### Exercise
Within the records below, how many lines hold the word "limiter"? Only the number should be returned.

### Supplied data
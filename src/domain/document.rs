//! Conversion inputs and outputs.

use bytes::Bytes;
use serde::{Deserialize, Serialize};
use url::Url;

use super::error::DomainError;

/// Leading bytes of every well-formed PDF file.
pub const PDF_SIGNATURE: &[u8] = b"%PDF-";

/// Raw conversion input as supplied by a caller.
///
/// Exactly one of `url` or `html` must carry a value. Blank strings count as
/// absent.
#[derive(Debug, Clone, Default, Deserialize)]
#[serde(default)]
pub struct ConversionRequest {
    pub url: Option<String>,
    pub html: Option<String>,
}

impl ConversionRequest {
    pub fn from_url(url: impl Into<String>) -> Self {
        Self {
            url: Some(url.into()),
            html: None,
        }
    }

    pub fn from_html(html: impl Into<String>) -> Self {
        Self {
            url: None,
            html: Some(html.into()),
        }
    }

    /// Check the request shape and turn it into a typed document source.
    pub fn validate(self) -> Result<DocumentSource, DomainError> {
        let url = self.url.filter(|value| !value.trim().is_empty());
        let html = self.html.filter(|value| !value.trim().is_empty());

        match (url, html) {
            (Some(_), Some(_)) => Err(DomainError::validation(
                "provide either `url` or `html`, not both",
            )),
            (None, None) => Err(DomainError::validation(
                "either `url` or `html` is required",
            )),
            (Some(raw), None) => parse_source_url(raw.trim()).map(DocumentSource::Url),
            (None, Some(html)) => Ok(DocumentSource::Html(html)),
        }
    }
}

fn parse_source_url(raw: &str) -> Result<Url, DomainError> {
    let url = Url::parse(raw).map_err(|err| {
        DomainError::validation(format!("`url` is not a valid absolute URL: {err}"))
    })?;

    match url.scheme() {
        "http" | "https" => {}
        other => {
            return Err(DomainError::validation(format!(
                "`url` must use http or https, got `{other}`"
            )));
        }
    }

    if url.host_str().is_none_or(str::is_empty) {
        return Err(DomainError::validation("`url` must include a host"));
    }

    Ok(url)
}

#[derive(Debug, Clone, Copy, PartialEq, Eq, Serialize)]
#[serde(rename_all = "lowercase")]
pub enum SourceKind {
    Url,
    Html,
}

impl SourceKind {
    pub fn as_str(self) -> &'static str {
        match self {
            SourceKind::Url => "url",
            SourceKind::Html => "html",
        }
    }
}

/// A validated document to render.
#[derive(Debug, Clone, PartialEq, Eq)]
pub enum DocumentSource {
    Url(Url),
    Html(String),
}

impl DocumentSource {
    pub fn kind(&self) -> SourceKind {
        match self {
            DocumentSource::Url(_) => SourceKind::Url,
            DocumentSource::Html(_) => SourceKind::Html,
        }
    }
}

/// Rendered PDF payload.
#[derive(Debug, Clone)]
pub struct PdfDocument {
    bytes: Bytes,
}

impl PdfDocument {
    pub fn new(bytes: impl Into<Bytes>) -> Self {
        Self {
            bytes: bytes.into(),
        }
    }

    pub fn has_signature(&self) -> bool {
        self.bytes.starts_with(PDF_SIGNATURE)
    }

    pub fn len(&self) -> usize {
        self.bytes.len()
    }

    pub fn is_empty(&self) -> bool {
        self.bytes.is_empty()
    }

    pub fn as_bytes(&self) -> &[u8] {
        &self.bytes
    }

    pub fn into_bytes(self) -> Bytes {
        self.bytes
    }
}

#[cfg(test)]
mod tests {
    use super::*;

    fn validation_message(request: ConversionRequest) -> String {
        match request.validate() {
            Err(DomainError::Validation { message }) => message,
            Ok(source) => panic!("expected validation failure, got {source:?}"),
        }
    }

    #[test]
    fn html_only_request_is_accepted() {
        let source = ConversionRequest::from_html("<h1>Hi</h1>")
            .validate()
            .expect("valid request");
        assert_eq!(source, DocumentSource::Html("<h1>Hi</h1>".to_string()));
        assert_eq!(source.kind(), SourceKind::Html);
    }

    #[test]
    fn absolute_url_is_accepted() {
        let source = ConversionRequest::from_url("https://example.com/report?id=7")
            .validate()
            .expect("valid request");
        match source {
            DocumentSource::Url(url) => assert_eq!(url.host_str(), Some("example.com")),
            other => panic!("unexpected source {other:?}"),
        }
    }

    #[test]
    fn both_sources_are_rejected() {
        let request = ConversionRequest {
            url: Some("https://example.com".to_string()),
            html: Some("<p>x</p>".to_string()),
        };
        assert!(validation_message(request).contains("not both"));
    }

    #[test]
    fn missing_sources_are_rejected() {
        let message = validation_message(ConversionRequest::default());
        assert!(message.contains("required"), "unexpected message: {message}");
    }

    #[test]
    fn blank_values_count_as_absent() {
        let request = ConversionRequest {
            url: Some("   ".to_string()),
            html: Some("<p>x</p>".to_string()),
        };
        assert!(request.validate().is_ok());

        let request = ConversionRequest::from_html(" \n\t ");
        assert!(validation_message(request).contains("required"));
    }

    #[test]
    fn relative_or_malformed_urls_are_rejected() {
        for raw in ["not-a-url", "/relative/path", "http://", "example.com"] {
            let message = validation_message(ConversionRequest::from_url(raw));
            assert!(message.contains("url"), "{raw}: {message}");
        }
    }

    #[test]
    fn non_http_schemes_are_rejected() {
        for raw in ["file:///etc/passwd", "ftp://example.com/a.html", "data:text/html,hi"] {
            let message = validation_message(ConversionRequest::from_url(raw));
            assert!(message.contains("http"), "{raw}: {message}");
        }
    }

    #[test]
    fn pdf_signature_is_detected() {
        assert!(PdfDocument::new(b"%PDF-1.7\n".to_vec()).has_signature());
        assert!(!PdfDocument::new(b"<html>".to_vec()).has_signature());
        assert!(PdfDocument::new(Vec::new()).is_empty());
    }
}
---
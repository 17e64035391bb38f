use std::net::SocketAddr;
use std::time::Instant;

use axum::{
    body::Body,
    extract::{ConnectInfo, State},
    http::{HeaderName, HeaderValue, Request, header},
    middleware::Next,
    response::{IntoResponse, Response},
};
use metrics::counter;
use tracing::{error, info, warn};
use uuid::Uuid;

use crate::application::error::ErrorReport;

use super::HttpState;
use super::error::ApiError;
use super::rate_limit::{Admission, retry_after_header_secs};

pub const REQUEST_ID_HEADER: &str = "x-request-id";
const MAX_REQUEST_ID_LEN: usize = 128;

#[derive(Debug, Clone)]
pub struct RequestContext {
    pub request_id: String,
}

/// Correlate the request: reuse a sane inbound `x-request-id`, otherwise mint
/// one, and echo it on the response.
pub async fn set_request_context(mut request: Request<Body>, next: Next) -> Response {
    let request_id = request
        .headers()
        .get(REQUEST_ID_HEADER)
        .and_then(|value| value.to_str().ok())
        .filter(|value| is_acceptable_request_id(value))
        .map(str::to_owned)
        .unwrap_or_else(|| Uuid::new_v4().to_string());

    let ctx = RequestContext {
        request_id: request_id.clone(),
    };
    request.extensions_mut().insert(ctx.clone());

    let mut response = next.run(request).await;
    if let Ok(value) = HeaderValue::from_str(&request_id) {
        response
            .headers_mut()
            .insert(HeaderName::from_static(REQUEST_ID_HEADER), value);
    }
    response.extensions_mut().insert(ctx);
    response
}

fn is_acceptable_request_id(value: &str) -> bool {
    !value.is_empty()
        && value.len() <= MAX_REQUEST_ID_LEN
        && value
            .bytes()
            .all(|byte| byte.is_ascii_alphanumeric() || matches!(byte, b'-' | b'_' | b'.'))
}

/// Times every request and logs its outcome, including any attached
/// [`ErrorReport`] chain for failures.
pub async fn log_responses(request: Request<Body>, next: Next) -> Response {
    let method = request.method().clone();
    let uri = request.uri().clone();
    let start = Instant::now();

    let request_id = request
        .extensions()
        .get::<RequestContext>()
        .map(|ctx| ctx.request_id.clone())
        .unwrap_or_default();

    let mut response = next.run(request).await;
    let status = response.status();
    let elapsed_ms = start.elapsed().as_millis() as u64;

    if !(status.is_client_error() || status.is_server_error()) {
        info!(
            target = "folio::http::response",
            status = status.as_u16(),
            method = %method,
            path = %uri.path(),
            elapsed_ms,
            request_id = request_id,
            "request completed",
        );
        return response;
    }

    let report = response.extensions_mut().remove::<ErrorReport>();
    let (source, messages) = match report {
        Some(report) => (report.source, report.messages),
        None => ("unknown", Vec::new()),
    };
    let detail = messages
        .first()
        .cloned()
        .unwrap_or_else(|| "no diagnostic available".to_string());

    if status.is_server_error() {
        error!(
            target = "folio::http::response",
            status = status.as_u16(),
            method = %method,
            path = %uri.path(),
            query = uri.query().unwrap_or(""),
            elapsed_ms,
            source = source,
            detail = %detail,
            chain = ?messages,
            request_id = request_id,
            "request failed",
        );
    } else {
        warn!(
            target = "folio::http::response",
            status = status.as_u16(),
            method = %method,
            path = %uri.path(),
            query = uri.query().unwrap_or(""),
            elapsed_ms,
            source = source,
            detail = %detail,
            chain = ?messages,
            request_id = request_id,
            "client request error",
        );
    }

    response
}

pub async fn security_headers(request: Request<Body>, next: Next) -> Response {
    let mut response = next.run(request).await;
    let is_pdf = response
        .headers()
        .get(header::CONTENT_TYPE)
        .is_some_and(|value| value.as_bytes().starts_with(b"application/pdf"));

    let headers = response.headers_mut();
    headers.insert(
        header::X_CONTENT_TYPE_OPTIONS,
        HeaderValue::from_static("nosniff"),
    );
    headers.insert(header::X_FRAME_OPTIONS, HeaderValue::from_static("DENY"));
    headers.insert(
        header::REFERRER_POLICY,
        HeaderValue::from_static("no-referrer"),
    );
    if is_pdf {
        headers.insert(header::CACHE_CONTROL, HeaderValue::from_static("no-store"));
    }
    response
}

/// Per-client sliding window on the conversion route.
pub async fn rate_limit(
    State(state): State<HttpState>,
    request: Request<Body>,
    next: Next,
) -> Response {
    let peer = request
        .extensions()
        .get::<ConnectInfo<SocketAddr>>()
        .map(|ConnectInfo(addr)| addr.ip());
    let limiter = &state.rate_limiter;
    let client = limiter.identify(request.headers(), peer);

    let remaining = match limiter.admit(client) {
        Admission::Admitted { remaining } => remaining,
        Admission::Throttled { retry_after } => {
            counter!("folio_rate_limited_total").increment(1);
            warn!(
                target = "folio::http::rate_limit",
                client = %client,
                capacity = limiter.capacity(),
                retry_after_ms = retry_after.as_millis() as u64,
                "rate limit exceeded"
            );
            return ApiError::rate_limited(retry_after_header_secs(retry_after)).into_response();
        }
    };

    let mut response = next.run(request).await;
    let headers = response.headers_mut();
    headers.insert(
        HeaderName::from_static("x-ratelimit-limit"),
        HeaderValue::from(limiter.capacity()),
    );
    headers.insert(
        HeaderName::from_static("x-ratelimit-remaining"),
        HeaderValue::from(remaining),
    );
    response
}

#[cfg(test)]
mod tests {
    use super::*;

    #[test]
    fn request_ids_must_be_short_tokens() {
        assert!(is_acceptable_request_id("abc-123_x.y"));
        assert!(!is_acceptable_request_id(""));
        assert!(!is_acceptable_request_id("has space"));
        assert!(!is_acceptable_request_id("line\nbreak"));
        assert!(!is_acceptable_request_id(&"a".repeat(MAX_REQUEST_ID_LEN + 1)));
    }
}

### Answer box
5